For flex play viability, the driver is ranked 0-10 on a scale to finish in terms of potential to finish inside the top 15 spots. These drivers will be better daily fantasy plays the further back in the field they start for optimal place-differential points.
Swaim's Rank |
Driver | Sannes' Sims |
MLT Rank |
Dominator Viability |
Flex Play Viability |
---|---|---|---|---|---|
1 | Chase Elliott | 13.92% | 2 | 10 | 10 |
2 | Ross Chastain | 7.00% | 1 | 10 | 10 |
3 | Tyler Reddick | 6.08% | 2 | 10 | 10 |
4 | Kyle Larson | 10.98% | 7 | 10 | 10 |
5 | Daniel Suarez | 6.72% | 4 | 9 | 10 |
6 | Austin Cindric | 5.00% | 5 | 9 | 10 |
7 | A.J. Allmendinger | 4.10% | 10 | 8 | 10 |
8 | Ryan Blaney | 3.74% | 6 | 7 | 9 |
9 | William Byron | 1.82% | 22 | 7 | 9 |
10 | Joey Logano | 2.04% | 19 | 7 | 9 |
11 | Kyle Busch | 3.84% | 23 | 6 | 8 |
12 | Denny Hamlin | 5.48% | 15 | 5 | 8 |
13 | Martin Truex, Jr. | 6.00% | 17 | 4 | 7 |
14 | Chase Briscoe | 2.08% | 9 | 3 | 7 |
15 | Alex Bowman | 1.52% | 8 | 2 | 7 |
16 | Christopher Bell | 1.98% | 24 | 2 | 7 |
17 | Chris Buescher | 6.20% | 10 | 1 | 6 |
18 | Ty Gibbs | 1.50% | 36 | 1 | 6 |
19 | Michael McDowell | 3.80% | 12 | 0 | 6 |
20 | Kevin Harvick | 2.84% | 17 | 0 | 5 |
21 | Justin Haley | 0.14% | 16 | 0 | 5 |
22 | Cole Custer | 0.86% | 14 | 0 | 4 |
23 | Erik Jones | 0.60% | 29 | 0 | 3 |
24 | Brad Keselowski | 0.58% | 19 | 0 | 3 |
25 | Bubba Wallace | 0.30% | 12 | 0 | 2 |
26 | Austin Dillon | 0.46% | 21 | 0 | 2 |
27 | Ricky Stenhouse, Jr. | 0.06% | 28 | 0 | 2 |
28 | Joey Hand | 0.06% | 26 | 0 | 1 |
29 | Todd Gilliland | 0.02% | 32 | 0 | 0 |
30 | Aric Almirola | 0.10% | 27 | 0 | 0 |
31 | Harrison Burton | 0.14% | 25 | 0 | 0 |
32 | Ty Dillon | 0.04% | 30 | 0 | 0 |
We know NASCAR's road course ace, Chase Elliott ($14,000), will be fast on Sunday. It's just a matter of how fast relative to his enormous popularity. Plus, there are other top alternatives that can beat him.

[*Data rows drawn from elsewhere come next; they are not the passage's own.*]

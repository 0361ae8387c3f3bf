use thiserror::Error;

use crate::decode::Encoding;

/// Input bytes could not be turned into text
///
/// This is the only failure of an analysis call. Callers may retry with a
/// different declared encoding.
#[derive(Debug, Clone, PartialEq, Eq, Error)]
pub enum EncodingError {
    #[error("input is not valid {encoding}: invalid byte sequence at offset {offset}")]
    InvalidSequence { encoding: Encoding, offset: usize },

    #[error("input is truncated: {len} bytes is not a whole number of {encoding} code units")]
    Truncated { encoding: Encoding, len: usize },

    #[error("unsupported encoding '{0}'")]
    Unsupported(String),
}

/// Rule configuration that cannot be compiled
#[derive(Debug, Error)]
pub enum RuleError {
    #[error("invalid {kind} pattern '{pattern}': {source}")]
    InvalidPattern {
        kind: &'static str,
        pattern: String,
        #[source]
        source: regex::Error,
    },

    #[error("severity token must not be empty")]
    EmptyToken,

    #[error("sub-tag for pattern '{0}' must not be empty")]
    EmptySubTag(String),
}
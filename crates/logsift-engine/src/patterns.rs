//! Regex fragments and timestamp parsing shared by the normalizer and the
//! recognizer.

use chrono::{DateTime, NaiveDateTime, Utc};
use regex::Regex;

use logsift_types::Timestamp;

/// ISO-8601-ish date and time, `T` or space separated, optional fraction
/// (dot or comma) and zone
pub(crate) const TIMESTAMP: &str =
    r"\d{4}-\d{2}-\d{2}[T ]\d{2}:\d{2}:\d{2}(?:[.,]\d+)?(?:Z|[+-]\d{2}:?\d{2})?";

/// BSD syslog `Mmm dd hh:mm:ss` (no year)
pub(crate) const SYSLOG_TIMESTAMP: &str =
    r"(?:Jan|Feb|Mar|Apr|May|Jun|Jul|Aug|Sep|Oct|Nov|Dec)\s+\d{1,2}\s+\d{2}:\d{2}:\d{2}";

/// Matches nothing; stands in for an empty vocabulary
const NEVER: &str = r"[^\s\S]";

/// Case-insensitive alternation of severity tokens, longest first so that
/// `WARNING` is preferred over `WARN`
pub(crate) fn level_alternation(tokens: &[String]) -> String {
    alternation(tokens, |t| t.to_string(), "(?i:", ")")
}

/// Case-sensitive alternation of the upper-cased tokens
pub(crate) fn upper_level_alternation(tokens: &[String]) -> String {
    alternation(tokens, |t| t.to_uppercase(), "(?-i:", ")")
}

fn alternation(tokens: &[String], map: impl Fn(&str) -> String, open: &str, close: &str) -> String {
    let mut escaped: Vec<String> = tokens.iter().map(|t| regex::escape(&map(t))).collect();
    if escaped.is_empty() {
        return NEVER.to_string();
    }
    // stable sort keeps configured order among equal lengths
    escaped.sort_by(|a, b| b.len().cmp(&a.len()));
    escaped.dedup();
    format!("{open}{}{close}", escaped.join("|"))
}

/// Regex matching the start of a new log record: a timestamp, a severity
/// token (optionally bracketed), a syslog date, or a JSON object
pub(crate) fn header_regex(tokens: &[String]) -> Result<Regex, regex::Error> {
    let levels = level_alternation(tokens);
    Regex::new(&format!(
        r"^(?:\[\s*)?(?:{TIMESTAMP}|{levels}\b|{SYSLOG_TIMESTAMP}|\{{)"
    ))
}

/// Parse a timestamp matched by [`TIMESTAMP`]. Naive values are taken as UTC.
pub(crate) fn parse_timestamp(text: &str) -> Option<Timestamp> {
    let text = text.trim();
    let mut normalized = text.replacen(',', ".", 1);
    if normalized.as_bytes().get(10) == Some(&b' ') {
        normalized.replace_range(10..11, "T");
    }

    if let Ok(ts) = DateTime::parse_from_rfc3339(&normalized) {
        return Some(ts.with_timezone(&Utc));
    }
    if let Ok(ts) = DateTime::parse_from_str(&normalized, "%Y-%m-%dT%H:%M:%S%.f%z") {
        return Some(ts.with_timezone(&Utc));
    }
    NaiveDateTime::parse_from_str(&normalized, "%Y-%m-%dT%H:%M:%S%.f")
        .ok()
        .map(|naive| naive.and_utc())
}

/// Epoch seconds or milliseconds, as written by JSON loggers
pub(crate) fn timestamp_from_epoch(value: f64) -> Option<Timestamp> {
    if !value.is_finite() || value < 0.0 {
        return None;
    }
    // anything past the year 5138 in seconds is assumed to be milliseconds
    if value >= 1e11 {
        DateTime::from_timestamp_millis(value as i64)
    } else {
        let secs = value.trunc() as i64;
        let nanos = ((value - value.trunc()) * 1e9) as u32;
        DateTime::from_timestamp(secs, nanos)
    }
}
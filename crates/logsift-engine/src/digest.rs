use std::fmt::Write;

use logsift_types::{SortPolicy, Summary};

use crate::export::project;

/// Longest example text carried into a digest line
const EXAMPLE_CHARS: usize = 120;

/// Compact plain-text rendering of a summary for prompts and terminals
///
/// ```text
/// 12 records, 3 error types
/// ERROR/Timeout - Count: 7 - first at line 4: upstream timed out after 30s
/// WARNING - Count: 5 - first at line 1: cache miss ratio high
/// peak: 2025-01-19 10:00 UTC with 6 errors
/// ```
pub fn digest(summary: &Summary) -> String {
    let mut out = String::new();
    let _ = write!(
        out,
        "{} records, {} error types",
        summary.total_records(),
        summary.len()
    );
    if summary.filtered_out() > 0 {
        let _ = write!(out, " ({} filtered out)", summary.filtered_out());
    }
    out.push('\n');

    for row in project(summary, SortPolicy::CountDesc) {
        let label = match &row.sub_tag {
            Some(tag) => format!("{}/{}", row.error_type, tag),
            None => row.error_type.to_string(),
        };
        let example = row.example_message.lines().next().unwrap_or_default();
        let _ = writeln!(
            out,
            "{label} - Count: {} - first at line {}: {}",
            row.count,
            row.first_occurrence,
            shorten(example)
        );
    }

    let timeline = summary.timeline();
    if let Some(hour) = timeline.peak_hour {
        let _ = writeln!(
            out,
            "peak: {} with {} errors",
            hour.format("%Y-%m-%d %H:%M UTC"),
            timeline.peak_errors
        );
    }
    out
}

fn shorten(text: &str) -> String {
    match text.char_indices().nth(EXAMPLE_CHARS) {
        Some((idx, _)) => format!("{}…", &text[..idx]),
        None => text.to_string(),
    }
}
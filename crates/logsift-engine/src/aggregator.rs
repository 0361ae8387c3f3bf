use chrono::Timelike;

use logsift_types::{ClassifiedRecord, Summary, SummaryEntry, Timestamp};

/// Default number of sample messages kept per key
pub const DEFAULT_SAMPLE_LIMIT: usize = 5;

/// Default maximum sample length in characters
pub const DEFAULT_SAMPLE_CHARS: usize = 500;

/// Folds classified records into a [`Summary`] in one pass
#[derive(Clone, Copy, Debug)]
pub struct Aggregator {
    sample_limit: usize,
    sample_chars: usize,
}

impl Aggregator {
    /// Every key keeps at least one sample, so `sample_limit` is raised to 1
    pub fn new(sample_limit: usize, sample_chars: usize) -> Self {
        Self {
            sample_limit: sample_limit.max(1),
            sample_chars: sample_chars.max(1),
        }
    }

    /// Count records per (error type, sub-tag) in first-occurrence order
    pub fn aggregate<'a, I>(&self, records: I) -> Summary
    where
        I: IntoIterator<Item = &'a ClassifiedRecord>,
    {
        let mut summary = Summary::new();
        let mut seen = 0usize;

        for record in records {
            seen += 1;
            let key = record.key();
            let entry = summary.entry_or_insert_with(&key, || {
                SummaryEntry::new(key.clone(), record.line_range())
            });

            entry.count += 1;
            entry.confidence.record(record.confidence);
            if entry.sample_messages.len() < self.sample_limit {
                entry
                    .sample_messages
                    .push(truncate_chars(record.message(), self.sample_chars));
            }
            if let Some(ts) = record.record.timestamp {
                entry.observe_timestamp(ts);
            }

            if record.error_type.is_error()
                && let Some(hour) = record.record.timestamp.and_then(truncate_to_hour)
            {
                summary.timeline_mut().record(hour);
            }
        }

        summary.set_record_totals(seen, 0);
        summary
    }
}

impl Default for Aggregator {
    fn default() -> Self {
        Self::new(DEFAULT_SAMPLE_LIMIT, DEFAULT_SAMPLE_CHARS)
    }
}

fn truncate_to_hour(ts: Timestamp) -> Option<Timestamp> {
    ts.with_minute(0)?.with_second(0)?.with_nanosecond(0)
}

/// Cut `text` to at most `max_chars` characters, marking the cut with `…`
fn truncate_chars(text: &str, max_chars: usize) -> String {
    match text.char_indices().nth(max_chars) {
        None => text.to_string(),
        Some(_) => {
            let keep = max_chars.saturating_sub(1);
            let end = text.char_indices().nth(keep).map_or(text.len(), |(i, _)| i);
            format!("{}…", &text[..end])
        }
    }
}
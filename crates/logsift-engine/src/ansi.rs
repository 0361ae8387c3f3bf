//! ANSI escape stripping for colored log output (`\x1b[31mERROR\x1b[0m`).

use std::borrow::Cow;

const ESC: char = '\x1b';
const BEL: char = '\x07';

/// Remove CSI (`ESC [ ... final`), OSC (`ESC ] ... BEL|ESC \`) and two-char
/// escape sequences. Borrows when the line has no ESC.
pub fn strip_ansi(line: &str) -> Cow<'_, str> {
    if !line.contains(ESC) {
        return Cow::Borrowed(line);
    }

    let mut out = String::with_capacity(line.len());
    let mut chars = line.chars().peekable();
    while let Some(c) = chars.next() {
        if c != ESC {
            out.push(c);
            continue;
        }

        match chars.peek().copied() {
            Some('[') => {
                chars.next();
                // parameters run until a final byte in 0x40..=0x7E
                for b in chars.by_ref() {
                    if ('\x40'..='\x7e').contains(&b) {
                        break;
                    }
                }
            }
            Some(']') => {
                chars.next();
                while let Some(b) = chars.next() {
                    if b == BEL {
                        break;
                    }
                    if b == ESC && chars.peek() == Some(&'\\') {
                        chars.next();
                        break;
                    }
                }
            }
            Some(next) if ('\x40'..='\x5f').contains(&next) => {
                chars.next();
            }
            // lone ESC
            _ => {}
        }
    }
    Cow::Owned(out)
}

#[cfg(test)]
mod tests {
    use super::*;

    #[test]
    fn test_plain_line_is_borrowed() {
        assert!(matches!(strip_ansi("INFO ready"), Cow::Borrowed(_)));
    }

    #[test]
    fn test_strip_color_codes() {
        assert_eq!(
            strip_ansi("\x1b[1;31mERROR\x1b[0m disk full"),
            "ERROR disk full"
        );
    }

    #[test]
    fn test_strip_osc_hyperlink() {
        let line = "see \x1b]8;;http://x\x07docs\x1b]8;;\x1b\\ now";
        assert_eq!(strip_ansi(line), "see docs now");
    }

    #[test]
    fn test_trailing_lone_escape() {
        assert_eq!(strip_ansi("WARN slow\x1b"), "WARN slow");
    }
}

Kyle Larson ($13,500) ran ahead of Elliott all day at Indy last year, and he was strong in Sonoma before a strategy error. Ross Chastain ($13,000) won at COTA earlier this year and holds the fastest median lap time average ranking this season. Tyler Reddick ($12,500) and Daniel Suarez ($12,000) are the two other road-course winners this season.
Practice times should largely decide that tier, but don't forget about Austin Cindric ($11,500) and A.J. Allmendinger ($11,000) in the next. Cindric won the Xfinity Series race here last season, besting Allmendinger. A.J. survived the mayhem to score the win in this event last season.
Toyota has had absolutely nothing going on at road courses this season, so Kyle Busch ($10,000), Denny Hamlin ($9,500), Martin Truex Jr. ($9,200), and Christopher Bell ($8,000) are closer to traps than bargains at their reduced salaries.
Bell's ninth-place median lap time at Road America was their best mark on a road circuit all season. They're not contending for wins, and three still carry a salary where you'd need that to be the case in tournaments.
The hometown hero deserves a shout as well. Chase Briscoe ($8,200) nearly won this event last year before late-race contact with Hamlin. Briscoe also won Stage 1 at Road America a few weeks back before pit strategy shuffled him to a 14th-place finish.
Both Chris Buescher ($7,800) and Michael McDowell ($7,200) aren't sneaking under anyone's radar on road courses anymore. They've both scored two straight top-eight finishes, but the problem was they started towards the front in both. Either would be a better play in daily fantasy if they were to qualify outside the top-10 spots, but that's a huge "if" given the speed they've shown.
For value plays, Brad Keselowski ($6,800) and Justin Haley ($6,000) both have a pair of top-15 finishes and a top-20 average median lap time ranking overall on road courses this season. Cole Custer ($5,800) also has a top-20 average median lap time ranking, and his lone top-15 finish came at Road America (14th).